Improving commodity prices and positive seasonal conditions drive leap in Victorian farmer confidence

Rabobank 5 mins read
Rabobank regional manager for Southern Victoria and Tasmania Deborah Maskell-Davies

Stronger commodity prices and good seasonal conditions across much of the state through summer have seen a significant improvement in sentiment among Victorian farmers, the latest quarterly Rabobank Rural Confidence Survey has found.  


This upward trend, following a decline in the last quarter of 2023, is in line with strong farmer confidence seen along the east coast and into South Australia.


The quarter one survey, released today, found net rural confidence levels in Victoria have increased from -39 per cent last quarter to +21 per cent.


The latest survey, completed last month, saw the state’s rural confidence return to positive territory for the first time since June 2022 – with considerably more farmers reporting an optimistic view than pessimistic outlook on the year ahead. Previous surveys saw confidence weighed down by concerns about rising input costs, heightened risk of foot and mouth disease (FMD), lumpy skin disease, falling commodity prices and El Niño forecasts and declarations. 
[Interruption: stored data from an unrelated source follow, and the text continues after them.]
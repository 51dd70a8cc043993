//! URL-list source: descriptors out of free text.
//!
//! Accepts whatever the operator pasted (CLI arguments, stdin, a
//! file), finds every http(s) URL in it, and produces one descriptor
//! per URL that yields a usable file name. Everything else is logged
//! and skipped; discovery itself never fails.

use std::sync::LazyLock;

use async_trait::async_trait;
use regex::Regex;
use tracing::{debug, instrument, warn};
use url::Url;

use super::{ItemSource, SourceError};
use crate::item::{DownloadItem, file_name_from_url};

/// Matches http:// and https:// URLs embedded in text, capturing until
/// whitespace or common delimiters.
#[allow(clippy::expect_used)]
static URL_PATTERN: LazyLock<Regex> = LazyLock::new(|| {
    Regex::new(r#"https?://[^\s<>"'\]]+"#).expect("URL regex is valid") // Static pattern, safe to panic
});

/// Item source over a block of free text containing URLs.
pub struct UrlListSource {
    text: String,
}

impl UrlListSource {
    /// Creates a source over raw text.
    #[must_use]
    pub fn new(text: impl Into<String>) -> Self {
        Self { text: text.into() }
    }

    /// Creates a source from individual URL arguments.
    #[must_use]
    pub fn from_args(urls: &[String]) -> Self {
        Self::new(urls.join("\n"))
    }
}

#[async_trait]
impl ItemSource for UrlListSource {
    fn name(&self) -> &str {
        "url-list"
    }

    #[instrument(skip(self), fields(input_len = self.text.len()))]
    async fn discover(&self) -> Result<Vec<DownloadItem>, SourceError> {
        let mut items = Vec::new();

        for url_match in URL_PATTERN.find_iter(&self.text) {
            let raw = url_match.as_str();
            let parsed = match Url::parse(raw) {
                Ok(parsed) if parsed.host().is_some() => parsed,
                Ok(_) => {
                    warn!(url = %raw, "skipping URL without a host");
                    continue;
                }
                Err(e) => {
                    warn!(url = %raw, error = %e, "skipping malformed URL");
                    continue;
                }
            };

            let Some(file_name) = file_name_from_url(&parsed) else {
                warn!(url = %parsed, "skipping URL without a usable file name");
                continue;
            };

            debug!(url = %parsed, file = %file_name, "accepted URL");
            items.push(DownloadItem::new(file_name.clone(), file_name, parsed));
        }

        Ok(items)
    }
}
The number of Victorian farmers who expect agribusiness economic conditions to decline in the year ahead fell from 52 per cent last quarter to 15 per cent. Meanwhile, those farmers now taking an optimistic view of the year ahead increased to 36 per cent, from 13 per cent previously, while 44 per cent expect conditions to remain stable.


Of those farmers in the state who are expecting agribusiness conditions to improve, rising commodity prices (61 per cent) and good season (33 per cent) were the main drivers of optimism. The percentage expecting a good season increased from 18 per cent last quarter. For those farmers expecting business conditions to decline, weak commodity prices (42 per cent) and rising input costs (32 per cent) were the main concerns. 
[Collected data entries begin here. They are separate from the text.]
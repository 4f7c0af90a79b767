//! Typed key/value configuration for elevation datasets.
//!
//! A dataset is described by a flat set of string values. Typed access goes
//! through [`ElevationConfig::get_value`], which parses with [`FromStr`] and
//! reports the offending key on failure. A flat JSON object can be loaded
//! with [`ElevationConfig::load`].

use std::collections::{BTreeMap, HashMap};
use std::fmt;
use std::path::Path;
use std::str::FromStr;

use serde::Deserialize;

use crate::error::{Error, Result};

/// Well-known configuration keys.
pub mod keys {
    pub const LEVEL_NUMBER: &str = "LEVEL_NUMBER";
    pub const LEVEL_NAME: &str = "LEVEL_NAME";
    pub const TILE_WIDTH: &str = "TILE_WIDTH";
    pub const TILE_HEIGHT: &str = "TILE_HEIGHT";
    pub const TILE_DELTA: &str = "TILE_DELTA";
    pub const DATA_CACHE_NAME: &str = "DATA_CACHE_NAME";
    pub const FORMAT_SUFFIX: &str = "FORMAT_SUFFIX";
    pub const NUM_LEVELS: &str = "NUM_LEVELS";
    pub const LEVEL_ZERO_TILE_DELTA: &str = "LEVEL_ZERO_TILE_DELTA";
    pub const SECTOR: &str = "SECTOR";
    pub const TILE_ORIGIN: &str = "TILE_ORIGIN";
    pub const DATA_TYPE: &str = "DATA_TYPE";
    pub const BYTE_ORDER: &str = "BYTE_ORDER";
    pub const MODEL_STORE_PATH: &str = "MODEL_STORE_PATH";
    pub const ELEVATION_MIN: &str = "ELEVATION_MIN";
    pub const ELEVATION_MAX: &str = "ELEVATION_MAX";
    pub const ELEVATION_EXTREMES_FILE: &str = "ELEVATION_EXTREMES_FILE";
    pub const DETAIL_HINT: &str = "DETAIL_HINT";
    pub const MISSING_DATA_SIGNAL: &str = "MISSING_DATA_SIGNAL";
    pub const MISSING_DATA_REPLACEMENT: &str = "MISSING_DATA_REPLACEMENT";
    pub const TILE_CACHE_CAPACITY: &str = "TILE_CACHE_CAPACITY";
    pub const LOADER_THREADS: &str = "LOADER_THREADS";
    pub const LOADER_QUEUE_DEPTH: &str = "LOADER_QUEUE_DEPTH";
}

/// A scalar as it appears in a JSON configuration file.
#[derive(Debug, Deserialize)]
#[serde(untagged)]
enum RawValue {
    Text(String),
    Integer(i64),
    Float(f64),
    Bool(bool),
}

impl fmt::Display for RawValue {
    fn fmt(&self, f: &mut fmt::Formatter<'_>) -> fmt::Result {
        match self {
            RawValue::Text(s) => f.write_str(s),
            RawValue::Integer(i) => write!(f, "{i}"),
            RawValue::Float(x) => write!(f, "{x}"),
            RawValue::Bool(b) => write!(f, "{b}"),
        }
    }
}

/// Flat string key/value configuration with typed accessors.
#[derive(Debug, Clone, Default)]
pub struct ElevationConfig {
    values: HashMap<String, String>,
}

impl ElevationConfig {
    #[must_use]
    pub fn new() -> Self {
        Self::default()
    }

    /// Build a configuration from `(key, value)` pairs.
    pub fn from_pairs<I, K, V>(pairs: I) -> Self
    where
        I: IntoIterator<Item = (K, V)>,
        K: Into<String>,
        V: ToString,
    {
        let values = pairs
            .into_iter()
            .map(|(k, v)| (k.into(), v.to_string()))
            .collect();
        Self { values }
    }

    /// Load a flat JSON object from disk.
    ///
    /// Relative `MODEL_STORE_PATH` and `ELEVATION_EXTREMES_FILE` values are
    /// resolved against the directory holding the file.
    pub fn load(path: &Path) -> Result<Self> {
        let text = std::fs::read_to_string(path).map_err(|source| Error::Io {
            path: path.to_path_buf(),
            source,
        })?;
        let mut config = Self::from_json_str(&text)?;

        if let Some(base) = path.parent() {
            for key in [keys::MODEL_STORE_PATH, keys::ELEVATION_EXTREMES_FILE] {
                if let Some(value) = config.values.get_mut(key) {
                    let relative = Path::new(value.as_str());
                    if relative.is_relative() {
                        *value = base.join(relative).to_string_lossy().into_owned();
                    }
                }
            }
        }

        tracing::debug!(path = %path.display(), keys = config.len(), "loaded configuration");
        Ok(config)
    }

    /// Parse a flat JSON object whose values are strings, numbers or booleans.
    pub fn from_json_str(text: &str) -> Result<Self> {
        let raw: HashMap<String, RawValue> =
            serde_json::from_str(text).map_err(|e| Error::InvalidConfig {
                key: "<document>".to_string(),
                detail: e.to_string(),
            })?;
        Ok(Self::from_pairs(raw))
    }

    /// Write the configuration as a flat JSON object with sorted keys.
    pub fn save(&self, path: &Path) -> Result<()> {
        let sorted: BTreeMap<&str, &str> = self
            .values
            .iter()
            .map(|(k, v)| (k.as_str(), v.as_str()))
            .collect();
        let text = serde_json::to_string_pretty(&sorted).map_err(|e| Error::InvalidConfig {
            key: "<document>".to_string(),
            detail: e.to_string(),
        })?;
        std::fs::write(path, text).map_err(|source| Error::Io {
            path: path.to_path_buf(),
            source,
        })
    }

    /// Parse the value stored under `key`.
    pub fn get_value<T>(&self, key: &str) -> Result<T>
    where
        T: FromStr,
        T::Err: fmt::Display,
    {
        let raw = self.values.get(key).ok_or_else(|| Error::MissingConfig {
            key: key.to_string(),
        })?;
        parse_value(key, raw)
    }

    /// Parse the value stored under `key`, or return `default` when unset.
    /// A value that is present but malformed is still an error.
    pub fn get_or<T>(&self, key: &str, default: T) -> Result<T>
    where
        T: FromStr,
        T::Err: fmt::Display,
    {
        match self.values.get(key) {
            Some(raw) => parse_value(key, raw),
            None => Ok(default),
        }
    }

    pub fn get_optional<T>(&self, key: &str) -> Result<Option<T>>
    where
        T: FromStr,
        T::Err: fmt::Display,
    {
        self.values
            .get(key)
            .map(|raw| parse_value(key, raw))
            .transpose()
    }

    pub fn set_value(&mut self, key: impl Into<String>, value: impl ToString) {
        self.values.insert(key.into(), value.to_string());
    }

    #[must_use]
    pub fn contains(&self, key: &str) -> bool {
        self.values.contains_key(key)
    }

    #[must_use]
    pub fn len(&self) -> usize {
        self.values.len()
    }

    #[must_use]
    pub fn is_empty(&self) -> bool {
        self.values.is_empty()
    }
}

fn parse_value<T>(key: &str, raw: &str) -> Result<T>
where
    T: FromStr,
    T::Err: fmt::Display,
{
    raw.trim().parse().map_err(|e: T::Err| Error::InvalidConfig {
        key: key.to_string(),
        detail: format!("{raw:?}: {e}"),
    })
}

#[cfg(test)]
mod tests {
    use super::*;
    use tessera_geo::{LatLon, Sector};

    #[test]
    fn test_typed_access() {
        let config = ElevationConfig::from_pairs([
            (keys::TILE_WIDTH, "150"),
            (keys::SECTOR, "-90 90 -180 180"),
            (keys::TILE_ORIGIN, "-90,-180"),
        ]);
        assert_eq!(config.get_value::<usize>(keys::TILE_WIDTH).unwrap(), 150);
        assert_eq!(
            config.get_value::<Sector>(keys::SECTOR).unwrap(),
            Sector::full_sphere()
        );
        assert_eq!(
            config.get_value::<LatLon>(keys::TILE_ORIGIN).unwrap(),
            LatLon::from_degrees(-90.0, -180.0)
        );
    }

    #[test]
    fn test_missing_and_invalid_values() {
        let config = ElevationConfig::from_pairs([(keys::TILE_WIDTH, "wide")]);

        match config.get_value::<usize>(keys::TILE_HEIGHT) {
            Err(Error::MissingConfig { key }) => assert_eq!(key, keys::TILE_HEIGHT),
            other => panic!("expected MissingConfig, got {other:?}"),
        }
        match config.get_value::<usize>(keys::TILE_WIDTH) {
            Err(Error::InvalidConfig { key, .. }) => assert_eq!(key, keys::TILE_WIDTH),
            other => panic!("expected InvalidConfig, got {other:?}"),
        }
        // A malformed value is not masked by a default.
        assert!(config.get_or::<usize>(keys::TILE_WIDTH, 10).is_err());
        assert_eq!(config.get_or::<usize>(keys::TILE_HEIGHT, 10).unwrap(), 10);
        assert_eq!(config.get_optional::<usize>(keys::TILE_HEIGHT).unwrap(), None);
    }

    #[test]
    fn test_set_value_overrides() {
        let mut config = ElevationConfig::new();
        assert!(config.is_empty());
        config.set_value(keys::LEVEL_NUMBER, 3);
        config.set_value(keys::LEVEL_NUMBER, 4);
        assert_eq!(config.len(), 1);
        assert_eq!(config.get_value::<usize>(keys::LEVEL_NUMBER).unwrap(), 4);
    }

    #[test]
    fn test_from_json_mixed_scalars() {
        let config = ElevationConfig::from_json_str(
            r#"{
                "NUM_LEVELS": 5,
                "DETAIL_HINT": 0.25,
                "DATA_CACHE_NAME": "Earth/SRTM",
                "VERBOSE": true
            }"#,
        )
        .unwrap();
        assert_eq!(config.get_value::<usize>(keys::NUM_LEVELS).unwrap(), 5);
        assert!((config.get_value::<f64>(keys::DETAIL_HINT).unwrap() - 0.25).abs() < 1e-12);
        assert_eq!(
            config.get_value::<String>(keys::DATA_CACHE_NAME).unwrap(),
            "Earth/SRTM"
        );
        assert!(config.get_value::<bool>("VERBOSE").unwrap());

        assert!(ElevationConfig::from_json_str("[1, 2]").is_err());
        assert!(ElevationConfig::from_json_str(r#"{"A": {"nested": 1}}"#).is_err());
    }

    #[test]
    fn test_load_resolves_relative_paths() {
        let dir = tempfile::tempdir().unwrap();
        let path = dir.path().join("dataset.json");
        std::fs::write(
            &path,
            r#"{"MODEL_STORE_PATH": "tiles", "ELEVATION_EXTREMES_FILE": "/abs/extremes_0.bin"}"#,
        )
        .unwrap();

        let config = ElevationConfig::load(&path).unwrap();
        let store: String = config.get_value(keys::MODEL_STORE_PATH).unwrap();
        assert_eq!(Path::new(&store), dir.path().join("tiles"));
        let extremes: String = config.get_value(keys::ELEVATION_EXTREMES_FILE).unwrap();
        assert_eq!(extremes, "/abs/extremes_0.bin");

        assert!(matches!(
            ElevationConfig::load(&dir.path().join("missing.json")),
            Err(Error::Io { .. })
        ));
    }

    #[test]
    fn test_save_then_load() {
        let dir = tempfile::tempdir().unwrap();
        let path = dir.path().join("dataset.json");
        let mut config = ElevationConfig::new();
        config.set_value(keys::NUM_LEVELS, 4);
        config.set_value(keys::SECTOR, "-10 10 -20 20");
        config.save(&path).unwrap();

        let loaded = ElevationConfig::load(&path).unwrap();
        assert_eq!(loaded.len(), 2);
        assert_eq!(loaded.get_value::<usize>(keys::NUM_LEVELS).unwrap(), 4);
        assert_eq!(
            loaded.get_value::<Sector>(keys::SECTOR).unwrap(),
            Sector::from_degrees(-10.0, 10.0, -20.0, 20.0)
        );
    }
}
Rabobank regional manager for Southern Victoria and Tasmania Deborah Maskell-Davies said while much of the state has enjoyed good seasonal conditions this summer, “it has not been without its challenges”.


“And since the survey was completed, we have seen major storm damage in the east of the state and extreme heat and fires have taken their toll in areas to the west of Ballarat,” she said.  


“However, the turn around in the seasonal outlook – from last year’s El Nino forecasts – coupled with the expectation that the livestock market had bottomed out last year and the subsequent improved commodity prices, has seen a notable rise in farmer sentiment.”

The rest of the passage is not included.